WHAT YOU HAVE TO DO:
Please go through the records below and return every line holding the word "HttpSection".

GIVEN ENTRIES:

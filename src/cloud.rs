use nalgebra as na;
use rayon::prelude::*;

use crate::config::RegistrationConfig;
use crate::depth::{DEPTH_MASK, DEPTH_SENTINEL, DepthFrame};
use crate::transform::RigidTransform;
use crate::types::Point3D;

/// Which coordinates a cloud is expressed in.
#[derive(Debug, Clone, Copy, PartialEq, Eq, Default, clap::ValueEnum)]
pub enum CloudUnits {
    /// `(x / width, y / height, depth / max_depth)`, the frame the solver works in.
    #[default]
    Normalized,
    /// Meters, through the depth camera intrinsics.
    Metric,
}

#[derive(Debug, Clone, Default, PartialEq)]
pub struct PointCloud {
    pub points: Vec<Point3D>,
}

impl PointCloud {
    /// One point per pixel with a valid depth sample.
    pub fn from_depth_frame(
        frame: &DepthFrame,
        config: &RegistrationConfig,
        units: CloudUnits,
    ) -> PointCloud {
        let width = frame.width();
        if width == 0 {
            return PointCloud::default();
        }
        let w = config.image_width as f32;
        let h = config.image_height as f32;
        let points = frame
            .raw()
            .par_chunks(width)
            .enumerate()
            .flat_map_iter(|(v, row)| {
                row.iter().enumerate().filter_map(move |(u, raw)| {
                    let d = raw & DEPTH_MASK;
                    if d == DEPTH_SENTINEL {
                        return None;
                    }
                    let (u, v, d) = (u as f32, v as f32, d as f32);
                    match units {
                        CloudUnits::Normalized => {
                            Some(Point3D::new(u / w, v / h, d / config.max_depth))
                        }
                        CloudUnits::Metric => config.intrinsics.to_metric(u, v, d),
                    }
                })
            })
            .collect();
        PointCloud { points }
    }

    pub fn len(&self) -> usize {
        self.points.len()
    }

    pub fn is_empty(&self) -> bool {
        self.points.is_empty()
    }

    pub fn transformed(&self, transform: &RigidTransform) -> PointCloud {
        let points = self
            .points
            .par_iter()
            .map(|p| {
                let q = transform.transform_point(&na::Point3::new(p.x as f64, p.y as f64, p.z as f64));
                Point3D::new(q.x as f32, q.y as f32, q.z as f32)
            })
            .collect();
        PointCloud { points }
    }
}

#[cfg(test)]
mod tests {
    use super::*;

    #[test]
    fn sentinel_pixels_are_dropped() {
        let mut frame = DepthFrame::filled(4, 2, 1024);
        frame.set_raw(3, 1, DEPTH_SENTINEL);
        let config = RegistrationConfig {
            image_width: 4,
            image_height: 2,
            ..Default::default()
        };
        let cloud = PointCloud::from_depth_frame(&frame, &config, CloudUnits::Normalized);
        assert_eq!(cloud.len(), 7);
        assert_eq!(cloud.points[5], Point3D::new(0.25, 0.5, 0.5));
    }
}
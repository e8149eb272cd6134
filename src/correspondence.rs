use serde::{Deserialize, Serialize};

use crate::types::{Correspondence, PixelPoint};

/// Accepted correspondences in the order they were accepted.
///
/// Each image point appears in at most one correspondence per camera.
#[derive(Debug, Clone, Default, PartialEq, Serialize, Deserialize)]
pub struct CorrespondenceSet {
    correspondences: Vec<Correspondence>,
}

impl CorrespondenceSet {
    pub fn new() -> CorrespondenceSet {
        CorrespondenceSet::default()
    }

    pub fn push(&mut self, correspondence: Correspondence) {
        self.correspondences.push(correspondence);
    }

    pub fn len(&self) -> usize {
        self.correspondences.len()
    }

    pub fn is_empty(&self) -> bool {
        self.correspondences.is_empty()
    }

    pub fn clear(&mut self) {
        self.correspondences.clear();
    }

    pub fn iter(&self) -> std::slice::Iter<'_, Correspondence> {
        self.correspondences.iter()
    }

    pub fn as_slice(&self) -> &[Correspondence] {
        &self.correspondences
    }

    pub fn uses_point_a(&self, p: PixelPoint) -> bool {
        self.correspondences.iter().any(|c| c.point_a == p)
    }

    pub fn uses_point_b(&self, p: PixelPoint) -> bool {
        self.correspondences.iter().any(|c| c.point_b == p)
    }

    /// True when either point of `candidate` already belongs to an accepted correspondence.
    pub fn conflicts_with(&self, candidate: &Correspondence) -> bool {
        self.uses_point_a(candidate.point_a) || self.uses_point_b(candidate.point_b)
    }
}

impl From<Vec<Correspondence>> for CorrespondenceSet {
    fn from(correspondences: Vec<Correspondence>) -> Self {
        CorrespondenceSet { correspondences }
    }
}

impl<'a> IntoIterator for &'a CorrespondenceSet {
    type Item = &'a Correspondence;
    type IntoIter = std::slice::Iter<'a, Correspondence>;

    fn into_iter(self) -> Self::IntoIter {
        self.iter()
    }
}
//! HTTP front end of the bridge
//!
//! Exposes `GET /health`, `POST /publish` and `GET /metrics` with warp.
//! Every response body, success or failure, is `{"message": ...}` except
//! the 204 returned by a successful publish and the metrics snapshot.

use crate::bridge::ConnectionManager;
use crate::config::{ConfigError, HttpSection};
use crate::error::BridgeError;
use crate::observability::metrics;
use crate::protocol::{prepare_message, BaseResponse};
use crate::request_span;
use crate::transport::Transport;
use bytes::{Buf, BufMut, Bytes, BytesMut};
use futures::{Stream, StreamExt};
use std::convert::Infallible;
use std::future::Future;
use std::net::{IpAddr, SocketAddr};
use std::sync::Arc;
use tracing::{error, info, warn, Instrument};
use warp::http::StatusCode;
use warp::reject::Reject;
use warp::reply::Response;
use warp::{Filter, Rejection, Reply};

/// HTTP server wiring the routes to a connection manager
pub struct BridgeServer<T>
where
    T: Transport + 'static,
{
    config: HttpSection,
    manager: Arc<ConnectionManager<T>>,
}

impl<T> BridgeServer<T>
where
    T: Transport + 'static,
{
    pub fn new(config: HttpSection, manager: Arc<ConnectionManager<T>>) -> Self {
        Self { config, manager }
    }

    /// Socket address from the configured bind address and port
    pub fn bind_address(&self) -> Result<SocketAddr, ConfigError> {
        let ip: IpAddr = self.config.bind_address.parse().map_err(|_| {
            ConfigError::InvalidConfig(format!(
                "http.bind_address '{}' is not an IP address",
                self.config.bind_address
            ))
        })?;
        Ok(SocketAddr::new(ip, self.config.port))
    }

    /// Serve until `shutdown` resolves, then finish in-flight requests
    pub async fn run<F>(self, shutdown: F) -> Result<(), Box<dyn std::error::Error + Send + Sync>>
    where
        F: Future<Output = ()> + Send + 'static,
    {
        let addr = self.bind_address()?;
        let routes = routes(self.manager, self.config.body_limit_bytes);

        let (bound, server) = warp::serve(routes).try_bind_with_graceful_shutdown(addr, shutdown)?;
        info!("HTTP server listening on {}", bound);

        server.await;
        info!("HTTP server stopped");
        Ok(())
    }
}

/// All bridge routes, with rejections turned into JSON responses
pub fn routes<T>(
    manager: Arc<ConnectionManager<T>>,
    body_limit_bytes: u64,
) -> impl Filter<Extract = (impl Reply,), Error = Infallible> + Clone
where
    T: Transport + 'static,
{
    let health = warp::path("health")
        .and(warp::path::end())
        .and(warp::get())
        .map(|| warp::reply::json(&BaseResponse::new("OK")));

    let publish = warp::path("publish")
        .and(warp::path::end())
        .and(warp::post())
        .and(limited_body(body_limit_bytes))
        .and(with_manager(manager))
        .and_then(handle_publish);

    let metrics_route = warp::path("metrics")
        .and(warp::path::end())
        .and(warp::get())
        .map(|| warp::reply::json(&metrics().get_metrics()));

    health
        .or(publish)
        .or(metrics_route)
        .recover(handle_rejection)
        .with(warp::trace::request())
}

fn with_manager<T>(
    manager: Arc<ConnectionManager<T>>,
) -> impl Filter<Extract = (Arc<ConnectionManager<T>>,), Error = Infallible> + Clone
where
    T: Transport + 'static,
{
    warp::any().map(move || Arc::clone(&manager))
}

/// Request body exceeded the configured limit
#[derive(Debug)]
struct BodyTooLarge;

impl Reject for BodyTooLarge {}

/// Request body could not be read off the connection
#[derive(Debug)]
struct BodyReadFailed(String);

impl Reject for BodyReadFailed {}

/// Whole request body, capped at `limit` bytes
///
/// A declared Content-Length over the limit is refused before reading.
/// Bodies without one (chunked) are accepted and cut off once they grow
/// past the limit.
fn limited_body(limit: u64) -> impl Filter<Extract = (Bytes,), Error = Rejection> + Clone {
    warp::header::optional::<u64>("content-length")
        .and_then(move |declared: Option<u64>| async move {
            match declared {
                Some(length) if length > limit => Err(warp::reject::custom(BodyTooLarge)),
                _ => Ok(()),
            }
        })
        .untuple_one()
        .and(warp::body::stream())
        .and_then(move |stream| collect_body(stream, limit))
}

async fn collect_body<S, B>(stream: S, limit: u64) -> Result<Bytes, Rejection>
where
    S: Stream<Item = Result<B, warp::Error>>,
    B: Buf,
{
    let limit = usize::try_from(limit).unwrap_or(usize::MAX);
    let mut body = BytesMut::new();

    futures::pin_mut!(stream);
    while let Some(chunk) = stream.next().await {
        let chunk = chunk.map_err(|e| warp::reject::custom(BodyReadFailed(e.to_string())))?;
        if body.len().saturating_add(chunk.remaining()) > limit {
            return Err(warp::reject::custom(BodyTooLarge));
        }
        body.put(chunk);
    }

    Ok(body.freeze())
}

/// Validate, publish, and map the outcome to a status code
async fn handle_publish<T>(
    body: Bytes,
    manager: Arc<ConnectionManager<T>>,
) -> Result<Response, Infallible>
where
    T: Transport + 'static,
{
    let span = request_span!(method = "POST", path = "/publish", body_bytes = body.len());

    async move {
        metrics().publish_request_received();

        let result = match prepare_message(&body) {
            Ok(message) => manager.publish(&message).await,
            Err(e) => Err(e),
        };

        Ok(match result {
            Ok(()) => {
                info!(status = 204, "Publish accepted by broker");
                warp::reply::with_status(warp::reply(), StatusCode::NO_CONTENT).into_response()
            }
            Err(e) => error_response(&e),
        })
    }
    .instrument(span)
    .await
}

/// Log an error once and build its JSON response
fn error_response(error: &BridgeError) -> Response {
    let status = error.status_code();
    if error.is_client_error() {
        metrics().publish_request_rejected();
        warn!(status = status.as_u16(), error = %error, "Publish request rejected");
    } else {
        metrics().publish_request_failed();
        error!(status = status.as_u16(), error = %error, "Publish request failed");
    }
    json_message(error.to_response(), status)
}

fn json_message(body: BaseResponse, status: StatusCode) -> Response {
    warp::reply::with_status(warp::reply::json(&body), status).into_response()
}

/// Map warp rejections onto `{"message": ...}` responses
async fn handle_rejection(err: Rejection) -> Result<Response, Infallible> {
    let status = if err.is_not_found() {
        StatusCode::NOT_FOUND
    } else if err.find::<BodyTooLarge>().is_some() {
        StatusCode::PAYLOAD_TOO_LARGE
    } else if let Some(BodyReadFailed(reason)) = err.find::<BodyReadFailed>() {
        warn!("Failed to read request body: {}", reason);
        StatusCode::BAD_REQUEST
    } else if err.find::<warp::reject::MethodNotAllowed>().is_some() {
        StatusCode::METHOD_NOT_ALLOWED
    } else {
        error!("Unhandled rejection: {:?}", err);
        StatusCode::INTERNAL_SERVER_ERROR
    };

    let reason = status.canonical_reason().unwrap_or("Unknown Error");
    Ok(json_message(BaseResponse::new(reason), status))
}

TASK ANSWER:
use crate::config::{ConfigError, HttpSection};
    config: HttpSection,
    pub fn new(config: HttpSection, manager: Arc<ConnectionManager<T>>) -> Self {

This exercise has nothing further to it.